[Data records]
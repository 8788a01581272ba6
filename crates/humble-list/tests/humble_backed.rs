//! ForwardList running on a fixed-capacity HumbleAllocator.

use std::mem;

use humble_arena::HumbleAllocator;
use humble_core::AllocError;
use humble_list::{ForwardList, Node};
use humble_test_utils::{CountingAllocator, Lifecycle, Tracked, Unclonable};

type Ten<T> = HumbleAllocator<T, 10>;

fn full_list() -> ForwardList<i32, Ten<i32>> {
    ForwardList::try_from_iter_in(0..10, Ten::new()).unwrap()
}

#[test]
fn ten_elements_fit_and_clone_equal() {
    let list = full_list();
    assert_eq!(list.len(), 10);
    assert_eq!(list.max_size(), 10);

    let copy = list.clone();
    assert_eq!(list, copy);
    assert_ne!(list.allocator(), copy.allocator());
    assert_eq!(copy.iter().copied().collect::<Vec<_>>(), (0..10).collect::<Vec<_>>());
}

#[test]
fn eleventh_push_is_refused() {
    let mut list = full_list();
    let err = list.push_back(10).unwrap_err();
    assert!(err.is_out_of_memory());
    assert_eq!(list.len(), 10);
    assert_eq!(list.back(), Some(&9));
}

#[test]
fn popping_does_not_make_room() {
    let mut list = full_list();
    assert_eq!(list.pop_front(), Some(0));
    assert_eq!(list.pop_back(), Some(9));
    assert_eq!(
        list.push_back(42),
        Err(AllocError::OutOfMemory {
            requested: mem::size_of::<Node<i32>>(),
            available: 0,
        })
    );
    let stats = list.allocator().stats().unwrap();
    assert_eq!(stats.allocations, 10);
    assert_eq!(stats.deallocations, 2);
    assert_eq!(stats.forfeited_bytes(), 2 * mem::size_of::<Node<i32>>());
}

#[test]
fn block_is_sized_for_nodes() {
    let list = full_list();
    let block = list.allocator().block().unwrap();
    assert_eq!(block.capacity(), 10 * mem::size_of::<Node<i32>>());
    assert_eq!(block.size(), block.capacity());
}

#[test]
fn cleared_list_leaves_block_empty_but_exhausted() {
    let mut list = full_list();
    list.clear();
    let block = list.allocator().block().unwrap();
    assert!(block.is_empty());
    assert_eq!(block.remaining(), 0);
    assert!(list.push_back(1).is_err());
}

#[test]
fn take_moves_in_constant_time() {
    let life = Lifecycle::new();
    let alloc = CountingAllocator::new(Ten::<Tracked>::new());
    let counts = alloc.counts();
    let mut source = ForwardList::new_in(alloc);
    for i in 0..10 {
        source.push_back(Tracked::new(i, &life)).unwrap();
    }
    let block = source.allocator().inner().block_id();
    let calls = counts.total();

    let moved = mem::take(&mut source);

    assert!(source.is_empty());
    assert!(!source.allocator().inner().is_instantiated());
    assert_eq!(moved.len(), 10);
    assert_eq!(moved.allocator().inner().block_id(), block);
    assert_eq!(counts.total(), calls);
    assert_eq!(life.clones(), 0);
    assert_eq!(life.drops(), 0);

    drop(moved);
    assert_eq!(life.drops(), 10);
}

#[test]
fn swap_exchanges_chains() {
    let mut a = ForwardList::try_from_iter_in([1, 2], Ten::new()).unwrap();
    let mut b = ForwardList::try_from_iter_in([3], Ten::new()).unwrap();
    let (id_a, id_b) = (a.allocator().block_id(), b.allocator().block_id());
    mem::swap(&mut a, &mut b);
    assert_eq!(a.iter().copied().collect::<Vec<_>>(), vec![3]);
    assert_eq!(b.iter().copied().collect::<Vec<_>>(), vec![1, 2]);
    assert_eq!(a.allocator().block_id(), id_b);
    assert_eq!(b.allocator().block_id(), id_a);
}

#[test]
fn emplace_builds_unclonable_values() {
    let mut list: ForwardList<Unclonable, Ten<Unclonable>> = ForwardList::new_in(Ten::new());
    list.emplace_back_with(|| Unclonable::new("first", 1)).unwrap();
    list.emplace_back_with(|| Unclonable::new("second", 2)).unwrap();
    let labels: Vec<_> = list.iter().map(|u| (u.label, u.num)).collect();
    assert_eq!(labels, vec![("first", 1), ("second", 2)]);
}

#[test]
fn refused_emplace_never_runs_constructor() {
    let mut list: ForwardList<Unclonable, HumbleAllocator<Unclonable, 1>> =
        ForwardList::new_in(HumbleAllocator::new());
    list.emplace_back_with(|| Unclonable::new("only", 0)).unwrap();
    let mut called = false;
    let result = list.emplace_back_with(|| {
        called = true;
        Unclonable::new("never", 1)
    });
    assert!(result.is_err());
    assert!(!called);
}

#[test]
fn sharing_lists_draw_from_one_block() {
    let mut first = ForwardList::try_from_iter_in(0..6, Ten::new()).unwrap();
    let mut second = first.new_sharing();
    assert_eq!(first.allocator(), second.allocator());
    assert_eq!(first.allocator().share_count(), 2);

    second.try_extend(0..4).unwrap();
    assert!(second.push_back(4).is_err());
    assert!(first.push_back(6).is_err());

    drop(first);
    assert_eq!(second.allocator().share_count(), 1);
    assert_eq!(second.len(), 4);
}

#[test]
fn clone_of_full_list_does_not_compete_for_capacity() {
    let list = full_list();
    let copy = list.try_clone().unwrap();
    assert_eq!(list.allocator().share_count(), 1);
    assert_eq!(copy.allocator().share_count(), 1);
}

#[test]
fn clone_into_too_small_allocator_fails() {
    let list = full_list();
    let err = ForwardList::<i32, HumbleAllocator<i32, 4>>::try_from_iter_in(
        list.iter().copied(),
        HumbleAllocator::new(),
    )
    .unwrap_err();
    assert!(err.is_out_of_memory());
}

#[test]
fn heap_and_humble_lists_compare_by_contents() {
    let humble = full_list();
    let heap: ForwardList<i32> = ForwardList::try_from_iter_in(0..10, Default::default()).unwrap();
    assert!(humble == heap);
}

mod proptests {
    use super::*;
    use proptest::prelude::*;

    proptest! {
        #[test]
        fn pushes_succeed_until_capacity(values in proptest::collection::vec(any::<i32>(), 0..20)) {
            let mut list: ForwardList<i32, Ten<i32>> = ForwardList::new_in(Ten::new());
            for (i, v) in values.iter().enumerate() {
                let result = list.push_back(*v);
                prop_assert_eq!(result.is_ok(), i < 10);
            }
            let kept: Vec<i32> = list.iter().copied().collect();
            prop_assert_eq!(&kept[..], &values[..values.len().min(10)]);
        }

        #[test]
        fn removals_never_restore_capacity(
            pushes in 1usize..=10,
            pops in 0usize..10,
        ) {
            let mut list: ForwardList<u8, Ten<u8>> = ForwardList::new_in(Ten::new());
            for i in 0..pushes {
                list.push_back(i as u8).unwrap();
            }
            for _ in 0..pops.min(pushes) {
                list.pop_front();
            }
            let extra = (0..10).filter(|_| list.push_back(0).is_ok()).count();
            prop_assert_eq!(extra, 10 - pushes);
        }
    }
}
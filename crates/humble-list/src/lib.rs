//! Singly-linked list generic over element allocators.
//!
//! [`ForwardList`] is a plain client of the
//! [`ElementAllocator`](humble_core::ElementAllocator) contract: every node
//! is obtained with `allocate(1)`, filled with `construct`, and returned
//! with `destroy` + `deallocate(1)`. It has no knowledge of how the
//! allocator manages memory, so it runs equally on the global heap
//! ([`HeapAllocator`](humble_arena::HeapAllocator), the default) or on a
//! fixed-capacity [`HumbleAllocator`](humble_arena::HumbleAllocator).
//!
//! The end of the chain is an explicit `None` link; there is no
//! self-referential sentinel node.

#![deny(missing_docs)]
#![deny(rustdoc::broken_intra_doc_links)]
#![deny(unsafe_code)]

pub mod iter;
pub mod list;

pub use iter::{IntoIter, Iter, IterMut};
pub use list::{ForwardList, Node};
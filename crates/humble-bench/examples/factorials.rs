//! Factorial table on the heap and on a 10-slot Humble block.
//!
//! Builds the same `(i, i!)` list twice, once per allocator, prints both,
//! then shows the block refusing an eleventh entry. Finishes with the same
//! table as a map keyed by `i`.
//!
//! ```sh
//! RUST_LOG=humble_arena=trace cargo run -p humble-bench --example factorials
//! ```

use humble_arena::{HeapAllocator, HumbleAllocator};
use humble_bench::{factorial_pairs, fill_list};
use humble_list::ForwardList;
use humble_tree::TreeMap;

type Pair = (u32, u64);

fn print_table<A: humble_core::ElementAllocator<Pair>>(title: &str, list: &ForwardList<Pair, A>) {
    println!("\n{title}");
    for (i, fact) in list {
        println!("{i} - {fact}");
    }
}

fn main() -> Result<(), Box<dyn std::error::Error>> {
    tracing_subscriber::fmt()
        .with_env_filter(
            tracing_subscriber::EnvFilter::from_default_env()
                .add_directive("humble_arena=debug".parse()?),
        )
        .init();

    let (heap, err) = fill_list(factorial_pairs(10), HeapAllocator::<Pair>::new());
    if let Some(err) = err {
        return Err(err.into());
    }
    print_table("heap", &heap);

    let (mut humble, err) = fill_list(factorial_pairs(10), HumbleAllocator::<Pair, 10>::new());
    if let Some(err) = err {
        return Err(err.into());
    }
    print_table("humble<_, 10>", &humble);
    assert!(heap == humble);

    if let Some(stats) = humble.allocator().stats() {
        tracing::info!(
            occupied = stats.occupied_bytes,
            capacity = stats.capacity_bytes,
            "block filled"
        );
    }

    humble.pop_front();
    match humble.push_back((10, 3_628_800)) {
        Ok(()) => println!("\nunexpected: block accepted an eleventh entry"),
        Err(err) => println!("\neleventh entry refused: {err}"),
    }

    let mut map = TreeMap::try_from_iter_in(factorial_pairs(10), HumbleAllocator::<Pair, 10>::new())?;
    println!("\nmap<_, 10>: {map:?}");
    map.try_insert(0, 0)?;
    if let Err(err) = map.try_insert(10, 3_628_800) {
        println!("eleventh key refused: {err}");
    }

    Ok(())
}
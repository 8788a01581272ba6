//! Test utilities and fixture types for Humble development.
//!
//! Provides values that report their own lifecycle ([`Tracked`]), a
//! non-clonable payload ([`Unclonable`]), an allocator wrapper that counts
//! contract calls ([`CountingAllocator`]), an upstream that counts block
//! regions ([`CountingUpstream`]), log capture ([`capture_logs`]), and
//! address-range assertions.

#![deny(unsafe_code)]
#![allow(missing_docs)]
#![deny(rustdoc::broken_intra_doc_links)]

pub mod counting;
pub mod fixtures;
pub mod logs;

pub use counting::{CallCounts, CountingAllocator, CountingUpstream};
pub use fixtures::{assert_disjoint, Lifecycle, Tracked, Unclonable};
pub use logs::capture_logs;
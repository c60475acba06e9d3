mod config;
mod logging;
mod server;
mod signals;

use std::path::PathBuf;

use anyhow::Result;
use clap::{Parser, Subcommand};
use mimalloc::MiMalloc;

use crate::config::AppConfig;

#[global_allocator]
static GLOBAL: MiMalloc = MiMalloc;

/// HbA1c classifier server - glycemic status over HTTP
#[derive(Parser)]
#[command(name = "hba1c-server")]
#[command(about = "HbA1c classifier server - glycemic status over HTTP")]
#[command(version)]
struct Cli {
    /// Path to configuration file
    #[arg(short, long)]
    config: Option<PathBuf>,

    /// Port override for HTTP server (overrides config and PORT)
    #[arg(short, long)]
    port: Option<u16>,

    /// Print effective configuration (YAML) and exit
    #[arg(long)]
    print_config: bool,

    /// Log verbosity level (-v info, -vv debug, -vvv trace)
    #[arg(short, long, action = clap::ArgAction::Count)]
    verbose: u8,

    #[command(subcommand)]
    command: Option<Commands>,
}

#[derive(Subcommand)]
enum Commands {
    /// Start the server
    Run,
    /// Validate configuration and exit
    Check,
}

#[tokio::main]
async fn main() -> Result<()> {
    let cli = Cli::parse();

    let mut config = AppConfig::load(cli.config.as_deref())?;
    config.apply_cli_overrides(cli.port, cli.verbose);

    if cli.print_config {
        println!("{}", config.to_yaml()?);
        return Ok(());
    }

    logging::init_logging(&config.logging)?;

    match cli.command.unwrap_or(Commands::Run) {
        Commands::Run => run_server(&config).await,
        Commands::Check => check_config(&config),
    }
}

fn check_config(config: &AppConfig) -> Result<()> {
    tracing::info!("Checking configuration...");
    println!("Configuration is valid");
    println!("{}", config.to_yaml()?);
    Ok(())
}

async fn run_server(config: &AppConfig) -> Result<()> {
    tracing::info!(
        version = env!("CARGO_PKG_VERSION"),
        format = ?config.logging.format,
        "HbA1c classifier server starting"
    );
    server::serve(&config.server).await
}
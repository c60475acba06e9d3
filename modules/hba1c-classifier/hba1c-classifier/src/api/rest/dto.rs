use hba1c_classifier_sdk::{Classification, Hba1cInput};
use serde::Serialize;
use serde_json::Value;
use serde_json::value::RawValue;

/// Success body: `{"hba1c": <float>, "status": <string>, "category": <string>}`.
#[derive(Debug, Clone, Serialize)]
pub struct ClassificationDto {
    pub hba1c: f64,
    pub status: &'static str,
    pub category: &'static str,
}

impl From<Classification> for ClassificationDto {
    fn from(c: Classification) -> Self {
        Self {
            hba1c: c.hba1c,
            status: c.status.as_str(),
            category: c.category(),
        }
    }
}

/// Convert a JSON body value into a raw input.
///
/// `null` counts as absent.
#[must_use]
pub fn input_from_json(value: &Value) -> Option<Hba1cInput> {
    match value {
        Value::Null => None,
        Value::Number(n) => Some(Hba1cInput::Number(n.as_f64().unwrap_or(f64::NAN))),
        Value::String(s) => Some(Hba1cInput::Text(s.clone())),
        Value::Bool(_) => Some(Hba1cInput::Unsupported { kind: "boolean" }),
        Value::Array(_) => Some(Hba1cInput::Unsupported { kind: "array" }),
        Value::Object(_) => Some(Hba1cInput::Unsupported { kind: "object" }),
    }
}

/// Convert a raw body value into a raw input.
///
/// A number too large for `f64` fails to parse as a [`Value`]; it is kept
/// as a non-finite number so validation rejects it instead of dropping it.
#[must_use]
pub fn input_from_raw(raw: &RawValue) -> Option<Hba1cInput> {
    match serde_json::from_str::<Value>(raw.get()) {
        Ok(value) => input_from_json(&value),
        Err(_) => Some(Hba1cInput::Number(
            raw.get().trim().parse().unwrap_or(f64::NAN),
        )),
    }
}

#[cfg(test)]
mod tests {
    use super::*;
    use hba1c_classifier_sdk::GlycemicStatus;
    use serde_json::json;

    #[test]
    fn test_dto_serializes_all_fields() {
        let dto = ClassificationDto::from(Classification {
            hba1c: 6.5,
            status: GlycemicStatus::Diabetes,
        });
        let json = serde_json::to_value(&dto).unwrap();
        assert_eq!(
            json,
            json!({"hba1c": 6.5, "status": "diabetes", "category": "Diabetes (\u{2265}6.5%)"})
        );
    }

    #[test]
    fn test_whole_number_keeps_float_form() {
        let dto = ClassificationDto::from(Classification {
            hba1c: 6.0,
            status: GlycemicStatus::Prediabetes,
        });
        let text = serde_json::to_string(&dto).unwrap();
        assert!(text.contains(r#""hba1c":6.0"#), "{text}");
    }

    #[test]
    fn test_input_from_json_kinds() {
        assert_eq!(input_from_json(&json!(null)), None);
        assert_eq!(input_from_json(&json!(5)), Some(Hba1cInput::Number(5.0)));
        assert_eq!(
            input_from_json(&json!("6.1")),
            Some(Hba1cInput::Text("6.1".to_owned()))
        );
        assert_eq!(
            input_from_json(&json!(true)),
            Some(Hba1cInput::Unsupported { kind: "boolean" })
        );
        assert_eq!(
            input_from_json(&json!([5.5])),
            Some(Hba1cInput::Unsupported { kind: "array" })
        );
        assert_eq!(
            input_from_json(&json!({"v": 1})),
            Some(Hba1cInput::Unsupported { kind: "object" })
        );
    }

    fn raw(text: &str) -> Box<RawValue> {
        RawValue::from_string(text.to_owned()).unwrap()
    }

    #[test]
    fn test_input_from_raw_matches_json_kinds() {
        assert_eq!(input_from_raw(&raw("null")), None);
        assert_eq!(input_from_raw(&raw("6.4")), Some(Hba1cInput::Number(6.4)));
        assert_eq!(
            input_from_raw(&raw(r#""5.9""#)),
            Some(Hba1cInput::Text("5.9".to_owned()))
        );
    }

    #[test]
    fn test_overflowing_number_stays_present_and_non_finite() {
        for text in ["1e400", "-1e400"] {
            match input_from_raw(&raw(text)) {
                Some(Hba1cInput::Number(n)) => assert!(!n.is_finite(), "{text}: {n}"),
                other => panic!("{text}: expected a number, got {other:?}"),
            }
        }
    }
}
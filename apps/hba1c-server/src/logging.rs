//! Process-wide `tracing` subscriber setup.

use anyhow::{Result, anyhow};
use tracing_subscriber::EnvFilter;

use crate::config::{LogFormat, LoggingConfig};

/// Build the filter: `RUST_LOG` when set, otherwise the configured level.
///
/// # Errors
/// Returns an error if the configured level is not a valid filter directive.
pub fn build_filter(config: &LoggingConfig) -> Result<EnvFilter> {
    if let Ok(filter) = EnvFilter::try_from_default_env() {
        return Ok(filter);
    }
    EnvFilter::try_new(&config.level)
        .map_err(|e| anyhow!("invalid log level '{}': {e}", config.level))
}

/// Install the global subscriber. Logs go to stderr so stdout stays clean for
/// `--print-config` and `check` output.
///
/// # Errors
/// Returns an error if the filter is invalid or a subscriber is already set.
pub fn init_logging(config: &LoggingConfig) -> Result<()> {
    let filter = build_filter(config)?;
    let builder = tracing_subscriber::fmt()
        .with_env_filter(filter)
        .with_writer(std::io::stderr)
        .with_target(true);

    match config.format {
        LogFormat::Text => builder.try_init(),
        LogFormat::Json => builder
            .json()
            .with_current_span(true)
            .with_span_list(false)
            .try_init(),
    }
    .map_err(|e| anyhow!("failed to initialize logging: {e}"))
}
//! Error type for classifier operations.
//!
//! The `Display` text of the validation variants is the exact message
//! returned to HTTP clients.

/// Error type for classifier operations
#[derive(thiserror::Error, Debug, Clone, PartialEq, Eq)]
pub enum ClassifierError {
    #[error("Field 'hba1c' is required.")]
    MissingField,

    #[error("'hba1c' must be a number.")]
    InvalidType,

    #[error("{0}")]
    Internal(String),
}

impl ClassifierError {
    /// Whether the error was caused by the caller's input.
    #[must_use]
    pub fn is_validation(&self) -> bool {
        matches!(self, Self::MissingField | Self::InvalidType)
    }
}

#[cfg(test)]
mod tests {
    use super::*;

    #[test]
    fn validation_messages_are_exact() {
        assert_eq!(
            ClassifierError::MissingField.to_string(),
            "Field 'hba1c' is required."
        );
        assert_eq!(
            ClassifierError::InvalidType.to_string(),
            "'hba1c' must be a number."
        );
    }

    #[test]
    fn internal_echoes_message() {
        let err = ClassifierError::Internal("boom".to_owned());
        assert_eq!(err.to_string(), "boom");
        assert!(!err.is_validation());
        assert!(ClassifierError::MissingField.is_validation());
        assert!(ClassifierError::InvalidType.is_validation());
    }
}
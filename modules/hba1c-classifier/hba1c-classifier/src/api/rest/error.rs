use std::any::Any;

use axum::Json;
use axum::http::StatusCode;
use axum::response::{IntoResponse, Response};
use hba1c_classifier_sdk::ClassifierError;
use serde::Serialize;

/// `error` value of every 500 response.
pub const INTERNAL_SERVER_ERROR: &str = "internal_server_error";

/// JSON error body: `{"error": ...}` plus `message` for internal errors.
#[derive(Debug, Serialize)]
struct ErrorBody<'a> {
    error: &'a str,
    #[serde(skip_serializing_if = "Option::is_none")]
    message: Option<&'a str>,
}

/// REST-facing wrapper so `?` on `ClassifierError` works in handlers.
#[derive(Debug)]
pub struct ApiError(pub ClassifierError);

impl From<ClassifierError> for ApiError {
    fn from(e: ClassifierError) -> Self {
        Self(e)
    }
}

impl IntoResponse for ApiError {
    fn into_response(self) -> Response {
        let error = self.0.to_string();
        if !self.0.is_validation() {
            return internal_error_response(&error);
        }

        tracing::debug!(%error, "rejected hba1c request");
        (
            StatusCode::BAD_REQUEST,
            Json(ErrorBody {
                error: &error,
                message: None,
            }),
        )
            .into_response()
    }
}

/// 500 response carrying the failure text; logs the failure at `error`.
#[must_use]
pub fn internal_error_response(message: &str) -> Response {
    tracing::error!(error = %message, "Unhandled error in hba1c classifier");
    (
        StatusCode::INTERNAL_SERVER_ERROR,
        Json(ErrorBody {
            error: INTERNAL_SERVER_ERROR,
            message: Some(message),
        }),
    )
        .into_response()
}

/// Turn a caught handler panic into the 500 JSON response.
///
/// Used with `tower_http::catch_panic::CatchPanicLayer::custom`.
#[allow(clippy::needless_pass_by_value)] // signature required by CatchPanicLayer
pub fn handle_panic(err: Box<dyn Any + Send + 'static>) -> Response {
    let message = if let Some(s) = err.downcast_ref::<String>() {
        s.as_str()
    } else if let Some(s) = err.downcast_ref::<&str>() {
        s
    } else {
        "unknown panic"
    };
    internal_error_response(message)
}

YOUR INSTRUCTIONS = Reproduce exactly the lines above from the line with "a map keyed" to the line with "type Pair = (u32, u64);", including both, and add nothing.

EXERCISE SOLUTION =
//! table as a map keyed by `i`.
//!
//! ```sh
//! RUST_LOG=humble_arena=trace cargo run -p humble-bench --example factorials
//! ```

use humble_arena::{HeapAllocator, HumbleAllocator};
use humble_bench::{factorial_pairs, fill_list};
use humble_list::ForwardList;
use humble_tree::TreeMap;

type Pair = (u32, u64);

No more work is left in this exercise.